=== The input ===

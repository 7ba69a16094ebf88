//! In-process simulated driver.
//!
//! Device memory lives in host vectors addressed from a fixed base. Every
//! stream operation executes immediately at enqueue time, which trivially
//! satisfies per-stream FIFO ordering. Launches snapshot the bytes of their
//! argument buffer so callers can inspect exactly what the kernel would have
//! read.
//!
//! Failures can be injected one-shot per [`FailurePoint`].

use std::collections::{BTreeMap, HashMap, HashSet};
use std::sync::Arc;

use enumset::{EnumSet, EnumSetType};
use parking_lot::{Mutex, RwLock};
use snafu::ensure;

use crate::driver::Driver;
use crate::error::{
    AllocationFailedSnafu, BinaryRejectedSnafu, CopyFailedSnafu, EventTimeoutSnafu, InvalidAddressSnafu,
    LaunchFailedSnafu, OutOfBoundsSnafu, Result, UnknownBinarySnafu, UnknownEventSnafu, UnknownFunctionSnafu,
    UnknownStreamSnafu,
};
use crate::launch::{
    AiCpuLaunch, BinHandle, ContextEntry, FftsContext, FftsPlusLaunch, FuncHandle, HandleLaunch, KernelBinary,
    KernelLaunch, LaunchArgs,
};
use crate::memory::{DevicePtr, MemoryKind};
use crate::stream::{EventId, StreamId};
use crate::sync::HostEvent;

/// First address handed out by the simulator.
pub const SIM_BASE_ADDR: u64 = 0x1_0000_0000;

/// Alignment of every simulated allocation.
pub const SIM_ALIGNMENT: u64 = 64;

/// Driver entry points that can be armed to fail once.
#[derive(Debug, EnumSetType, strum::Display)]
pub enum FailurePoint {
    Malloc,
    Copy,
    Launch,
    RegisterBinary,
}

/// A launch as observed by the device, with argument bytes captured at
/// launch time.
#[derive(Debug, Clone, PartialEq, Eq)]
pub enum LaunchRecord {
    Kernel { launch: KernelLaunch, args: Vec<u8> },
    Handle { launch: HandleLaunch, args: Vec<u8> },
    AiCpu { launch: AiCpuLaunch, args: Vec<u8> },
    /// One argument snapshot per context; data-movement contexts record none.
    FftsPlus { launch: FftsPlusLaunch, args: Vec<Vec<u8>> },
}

===
=== The input ===

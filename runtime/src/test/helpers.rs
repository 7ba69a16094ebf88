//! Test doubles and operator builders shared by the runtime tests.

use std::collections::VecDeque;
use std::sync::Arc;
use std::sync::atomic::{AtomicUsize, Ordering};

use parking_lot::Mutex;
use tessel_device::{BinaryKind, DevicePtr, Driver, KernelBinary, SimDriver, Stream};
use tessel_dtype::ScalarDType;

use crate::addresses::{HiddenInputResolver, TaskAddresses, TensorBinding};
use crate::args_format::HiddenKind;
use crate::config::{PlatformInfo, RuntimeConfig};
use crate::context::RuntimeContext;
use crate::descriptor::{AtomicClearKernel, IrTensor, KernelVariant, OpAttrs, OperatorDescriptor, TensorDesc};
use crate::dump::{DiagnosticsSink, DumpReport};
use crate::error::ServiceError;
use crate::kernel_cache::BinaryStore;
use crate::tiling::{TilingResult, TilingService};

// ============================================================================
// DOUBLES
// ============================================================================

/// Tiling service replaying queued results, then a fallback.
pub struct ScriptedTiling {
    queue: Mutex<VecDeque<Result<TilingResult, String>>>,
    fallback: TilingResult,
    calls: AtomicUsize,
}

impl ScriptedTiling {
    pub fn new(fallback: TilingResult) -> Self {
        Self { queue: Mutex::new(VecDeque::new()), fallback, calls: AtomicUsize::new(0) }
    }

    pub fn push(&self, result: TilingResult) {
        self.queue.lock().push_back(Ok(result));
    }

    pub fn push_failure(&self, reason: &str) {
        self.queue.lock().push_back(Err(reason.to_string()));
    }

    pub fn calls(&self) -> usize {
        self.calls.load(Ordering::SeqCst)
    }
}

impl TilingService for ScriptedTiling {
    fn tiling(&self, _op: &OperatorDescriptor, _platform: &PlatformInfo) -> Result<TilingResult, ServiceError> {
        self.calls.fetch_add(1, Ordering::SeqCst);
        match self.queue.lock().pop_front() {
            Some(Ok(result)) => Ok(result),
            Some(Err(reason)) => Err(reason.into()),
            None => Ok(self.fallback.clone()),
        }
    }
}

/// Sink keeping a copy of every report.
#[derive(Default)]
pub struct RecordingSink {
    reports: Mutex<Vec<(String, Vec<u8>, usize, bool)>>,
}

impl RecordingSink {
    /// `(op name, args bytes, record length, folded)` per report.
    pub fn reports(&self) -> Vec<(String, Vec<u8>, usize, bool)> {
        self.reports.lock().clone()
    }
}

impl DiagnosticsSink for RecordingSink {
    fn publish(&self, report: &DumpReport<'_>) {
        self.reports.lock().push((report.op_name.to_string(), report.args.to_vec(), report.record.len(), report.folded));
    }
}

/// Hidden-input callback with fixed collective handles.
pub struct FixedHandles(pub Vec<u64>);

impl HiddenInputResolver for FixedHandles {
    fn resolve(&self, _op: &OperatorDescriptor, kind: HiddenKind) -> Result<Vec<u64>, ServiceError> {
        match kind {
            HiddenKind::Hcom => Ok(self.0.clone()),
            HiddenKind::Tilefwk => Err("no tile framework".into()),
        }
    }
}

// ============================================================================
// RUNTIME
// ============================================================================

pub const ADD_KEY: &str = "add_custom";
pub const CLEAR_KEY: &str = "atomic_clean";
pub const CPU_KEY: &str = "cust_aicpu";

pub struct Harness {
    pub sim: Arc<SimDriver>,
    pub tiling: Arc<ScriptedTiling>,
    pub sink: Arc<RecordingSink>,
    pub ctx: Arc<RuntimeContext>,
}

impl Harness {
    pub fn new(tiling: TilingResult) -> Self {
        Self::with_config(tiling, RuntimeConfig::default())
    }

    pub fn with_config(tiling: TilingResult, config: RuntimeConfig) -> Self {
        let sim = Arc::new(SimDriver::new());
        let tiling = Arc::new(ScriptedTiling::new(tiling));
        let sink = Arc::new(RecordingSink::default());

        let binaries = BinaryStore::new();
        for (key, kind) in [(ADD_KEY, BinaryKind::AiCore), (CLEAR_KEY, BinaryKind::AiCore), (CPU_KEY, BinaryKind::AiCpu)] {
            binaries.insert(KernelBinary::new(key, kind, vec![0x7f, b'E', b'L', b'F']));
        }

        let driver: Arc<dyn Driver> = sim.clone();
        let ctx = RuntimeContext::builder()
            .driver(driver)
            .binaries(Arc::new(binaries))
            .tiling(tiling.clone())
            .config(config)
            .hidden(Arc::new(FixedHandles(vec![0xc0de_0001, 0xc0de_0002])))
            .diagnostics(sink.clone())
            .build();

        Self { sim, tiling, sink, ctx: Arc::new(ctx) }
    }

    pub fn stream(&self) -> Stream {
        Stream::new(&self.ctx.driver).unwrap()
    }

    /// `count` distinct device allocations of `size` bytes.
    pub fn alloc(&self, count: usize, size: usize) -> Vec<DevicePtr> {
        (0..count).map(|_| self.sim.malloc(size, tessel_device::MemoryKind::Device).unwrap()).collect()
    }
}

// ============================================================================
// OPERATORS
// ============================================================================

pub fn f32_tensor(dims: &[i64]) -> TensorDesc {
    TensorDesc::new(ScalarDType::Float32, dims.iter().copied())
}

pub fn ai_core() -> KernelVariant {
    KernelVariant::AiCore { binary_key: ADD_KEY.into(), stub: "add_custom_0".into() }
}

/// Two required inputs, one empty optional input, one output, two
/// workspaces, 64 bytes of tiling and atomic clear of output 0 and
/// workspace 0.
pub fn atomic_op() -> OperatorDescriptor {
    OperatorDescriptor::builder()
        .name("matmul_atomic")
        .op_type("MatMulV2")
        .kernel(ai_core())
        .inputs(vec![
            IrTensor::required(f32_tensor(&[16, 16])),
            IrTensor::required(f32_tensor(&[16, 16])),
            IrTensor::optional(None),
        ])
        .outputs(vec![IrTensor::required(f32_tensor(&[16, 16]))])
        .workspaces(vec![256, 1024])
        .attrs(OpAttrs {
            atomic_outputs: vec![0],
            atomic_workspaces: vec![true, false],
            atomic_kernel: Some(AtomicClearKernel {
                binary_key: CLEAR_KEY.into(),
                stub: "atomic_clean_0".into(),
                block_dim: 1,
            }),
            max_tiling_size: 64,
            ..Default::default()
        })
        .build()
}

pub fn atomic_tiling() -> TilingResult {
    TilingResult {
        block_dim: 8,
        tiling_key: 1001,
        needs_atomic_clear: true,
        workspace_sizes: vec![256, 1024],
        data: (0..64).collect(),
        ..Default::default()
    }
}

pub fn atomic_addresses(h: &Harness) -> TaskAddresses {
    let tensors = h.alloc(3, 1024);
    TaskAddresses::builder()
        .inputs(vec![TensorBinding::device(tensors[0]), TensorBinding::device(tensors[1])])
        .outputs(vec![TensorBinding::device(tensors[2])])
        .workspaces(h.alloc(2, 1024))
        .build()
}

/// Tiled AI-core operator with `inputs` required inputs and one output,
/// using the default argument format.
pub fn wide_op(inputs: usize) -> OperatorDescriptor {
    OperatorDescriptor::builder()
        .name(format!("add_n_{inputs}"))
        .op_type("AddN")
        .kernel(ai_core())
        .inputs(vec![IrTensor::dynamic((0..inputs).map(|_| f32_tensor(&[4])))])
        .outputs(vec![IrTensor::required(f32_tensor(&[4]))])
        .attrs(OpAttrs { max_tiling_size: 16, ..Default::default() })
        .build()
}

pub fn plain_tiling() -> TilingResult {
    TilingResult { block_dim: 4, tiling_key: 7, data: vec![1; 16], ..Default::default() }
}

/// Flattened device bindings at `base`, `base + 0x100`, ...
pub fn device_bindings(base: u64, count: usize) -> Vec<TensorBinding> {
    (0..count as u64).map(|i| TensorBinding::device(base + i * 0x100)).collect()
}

===

From the data above, copy each line with the string "AiCore" in it.

        for (key, kind) in [(ADD_KEY, BinaryKind::AiCore), (CLEAR_KEY, BinaryKind::AiCore), (CPU_KEY, BinaryKind::AiCpu)] {
    KernelVariant::AiCore { binary_key: ADD_KEY.into(), stub: "add_custom_0".into() }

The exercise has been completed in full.